• **EXCERPTED RECORDS**:
-- Opening Marker --

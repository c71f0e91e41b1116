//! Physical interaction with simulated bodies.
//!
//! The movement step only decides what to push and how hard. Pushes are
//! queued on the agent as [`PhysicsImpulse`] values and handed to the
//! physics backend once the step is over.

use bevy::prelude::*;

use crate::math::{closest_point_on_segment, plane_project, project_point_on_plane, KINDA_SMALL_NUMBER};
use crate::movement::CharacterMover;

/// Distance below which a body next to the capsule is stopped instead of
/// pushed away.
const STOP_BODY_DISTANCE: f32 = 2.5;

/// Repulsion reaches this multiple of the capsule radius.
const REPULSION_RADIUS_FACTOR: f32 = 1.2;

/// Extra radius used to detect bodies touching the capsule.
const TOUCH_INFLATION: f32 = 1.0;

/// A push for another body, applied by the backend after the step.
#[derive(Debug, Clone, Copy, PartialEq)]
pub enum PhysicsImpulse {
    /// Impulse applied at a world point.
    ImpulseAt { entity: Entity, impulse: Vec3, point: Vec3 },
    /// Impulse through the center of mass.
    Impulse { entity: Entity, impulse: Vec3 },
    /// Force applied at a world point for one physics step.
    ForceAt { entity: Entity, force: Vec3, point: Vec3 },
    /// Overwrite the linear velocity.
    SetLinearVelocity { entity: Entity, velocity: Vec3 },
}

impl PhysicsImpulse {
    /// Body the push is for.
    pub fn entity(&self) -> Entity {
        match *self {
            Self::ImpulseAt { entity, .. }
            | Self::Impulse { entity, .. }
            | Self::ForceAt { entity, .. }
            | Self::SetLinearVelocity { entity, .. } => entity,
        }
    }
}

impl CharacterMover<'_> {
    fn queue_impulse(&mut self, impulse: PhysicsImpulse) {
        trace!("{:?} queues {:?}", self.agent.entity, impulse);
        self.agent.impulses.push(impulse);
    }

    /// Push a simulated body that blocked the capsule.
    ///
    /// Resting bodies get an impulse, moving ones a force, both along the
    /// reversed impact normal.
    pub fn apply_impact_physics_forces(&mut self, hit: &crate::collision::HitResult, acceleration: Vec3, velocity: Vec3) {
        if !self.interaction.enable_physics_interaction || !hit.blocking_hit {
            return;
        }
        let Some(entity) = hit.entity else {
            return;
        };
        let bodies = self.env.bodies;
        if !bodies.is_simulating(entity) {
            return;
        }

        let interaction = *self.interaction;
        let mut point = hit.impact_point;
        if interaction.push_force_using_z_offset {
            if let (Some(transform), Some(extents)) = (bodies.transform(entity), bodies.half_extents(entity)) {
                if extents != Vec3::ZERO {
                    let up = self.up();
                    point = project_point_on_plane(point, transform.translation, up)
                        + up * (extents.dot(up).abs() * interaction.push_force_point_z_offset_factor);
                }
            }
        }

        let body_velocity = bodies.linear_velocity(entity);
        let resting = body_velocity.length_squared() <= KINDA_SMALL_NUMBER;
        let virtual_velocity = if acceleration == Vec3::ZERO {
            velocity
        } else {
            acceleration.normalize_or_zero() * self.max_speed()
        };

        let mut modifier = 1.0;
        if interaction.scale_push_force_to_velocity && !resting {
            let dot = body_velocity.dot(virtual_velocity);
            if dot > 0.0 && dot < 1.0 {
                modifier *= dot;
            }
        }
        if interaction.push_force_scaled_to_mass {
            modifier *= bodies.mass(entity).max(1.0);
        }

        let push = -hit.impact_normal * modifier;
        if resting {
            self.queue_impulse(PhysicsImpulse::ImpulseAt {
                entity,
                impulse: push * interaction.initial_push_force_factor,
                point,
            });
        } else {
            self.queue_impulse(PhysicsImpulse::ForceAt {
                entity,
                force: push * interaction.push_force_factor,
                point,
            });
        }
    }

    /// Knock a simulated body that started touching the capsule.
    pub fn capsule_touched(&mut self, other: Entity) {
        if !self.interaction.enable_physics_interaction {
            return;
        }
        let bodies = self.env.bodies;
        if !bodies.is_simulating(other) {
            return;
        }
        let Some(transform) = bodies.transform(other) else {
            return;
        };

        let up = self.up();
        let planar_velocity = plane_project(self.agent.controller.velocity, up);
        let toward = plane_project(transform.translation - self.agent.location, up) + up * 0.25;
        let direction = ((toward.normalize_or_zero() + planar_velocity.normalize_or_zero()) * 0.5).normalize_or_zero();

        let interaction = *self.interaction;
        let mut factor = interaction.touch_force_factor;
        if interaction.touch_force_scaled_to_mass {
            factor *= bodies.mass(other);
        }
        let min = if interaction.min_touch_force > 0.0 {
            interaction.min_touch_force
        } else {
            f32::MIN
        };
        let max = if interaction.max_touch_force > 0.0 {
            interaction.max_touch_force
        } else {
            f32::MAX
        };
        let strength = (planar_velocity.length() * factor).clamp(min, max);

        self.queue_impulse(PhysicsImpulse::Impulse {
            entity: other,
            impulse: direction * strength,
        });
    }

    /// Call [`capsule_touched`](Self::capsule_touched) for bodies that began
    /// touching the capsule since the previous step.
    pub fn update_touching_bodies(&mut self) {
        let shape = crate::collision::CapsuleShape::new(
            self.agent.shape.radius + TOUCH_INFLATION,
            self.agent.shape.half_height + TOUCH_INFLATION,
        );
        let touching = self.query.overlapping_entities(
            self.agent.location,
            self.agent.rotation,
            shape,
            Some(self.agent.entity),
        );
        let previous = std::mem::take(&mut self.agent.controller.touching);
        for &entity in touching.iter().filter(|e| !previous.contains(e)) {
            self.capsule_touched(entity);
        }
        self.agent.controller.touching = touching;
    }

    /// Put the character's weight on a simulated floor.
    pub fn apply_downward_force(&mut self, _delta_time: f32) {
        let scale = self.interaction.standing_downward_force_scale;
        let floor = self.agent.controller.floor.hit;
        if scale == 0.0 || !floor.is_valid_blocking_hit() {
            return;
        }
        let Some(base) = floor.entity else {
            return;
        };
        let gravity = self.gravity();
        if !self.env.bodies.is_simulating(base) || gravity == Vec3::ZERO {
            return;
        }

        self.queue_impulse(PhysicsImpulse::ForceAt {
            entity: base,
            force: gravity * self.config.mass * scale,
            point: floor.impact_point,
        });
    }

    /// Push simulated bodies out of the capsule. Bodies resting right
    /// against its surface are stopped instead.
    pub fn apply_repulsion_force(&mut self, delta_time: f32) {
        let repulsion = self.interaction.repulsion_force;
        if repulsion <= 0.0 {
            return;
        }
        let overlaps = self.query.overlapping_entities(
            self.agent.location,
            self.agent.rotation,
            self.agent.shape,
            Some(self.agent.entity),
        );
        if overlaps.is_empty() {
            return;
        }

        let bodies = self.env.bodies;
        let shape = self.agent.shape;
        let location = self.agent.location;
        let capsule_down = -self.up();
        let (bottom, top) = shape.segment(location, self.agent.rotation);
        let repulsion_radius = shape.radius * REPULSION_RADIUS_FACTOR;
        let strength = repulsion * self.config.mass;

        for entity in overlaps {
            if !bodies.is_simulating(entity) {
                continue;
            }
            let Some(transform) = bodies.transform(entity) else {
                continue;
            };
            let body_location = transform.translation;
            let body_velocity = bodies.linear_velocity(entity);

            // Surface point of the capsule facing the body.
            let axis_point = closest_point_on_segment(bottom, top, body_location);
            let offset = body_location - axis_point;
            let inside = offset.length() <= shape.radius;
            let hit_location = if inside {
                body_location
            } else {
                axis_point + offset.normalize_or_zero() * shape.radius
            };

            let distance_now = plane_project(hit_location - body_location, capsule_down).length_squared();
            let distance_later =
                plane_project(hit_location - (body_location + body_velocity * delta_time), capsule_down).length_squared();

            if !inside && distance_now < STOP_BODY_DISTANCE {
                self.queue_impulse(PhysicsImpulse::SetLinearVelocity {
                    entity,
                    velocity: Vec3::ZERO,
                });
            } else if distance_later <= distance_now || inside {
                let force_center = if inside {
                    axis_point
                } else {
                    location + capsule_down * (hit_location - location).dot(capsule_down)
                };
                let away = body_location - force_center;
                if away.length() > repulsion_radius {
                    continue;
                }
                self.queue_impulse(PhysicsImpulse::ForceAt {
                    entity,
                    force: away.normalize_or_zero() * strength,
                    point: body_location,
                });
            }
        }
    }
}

-- Closing Marker --

Show all lines from the data that contain "previous".

    /// touching the capsule since the previous step.
        let previous = std::mem::take(&mut self.agent.controller.touching);
        for &entity in touching.iter().filter(|e| !previous.contains(e)) {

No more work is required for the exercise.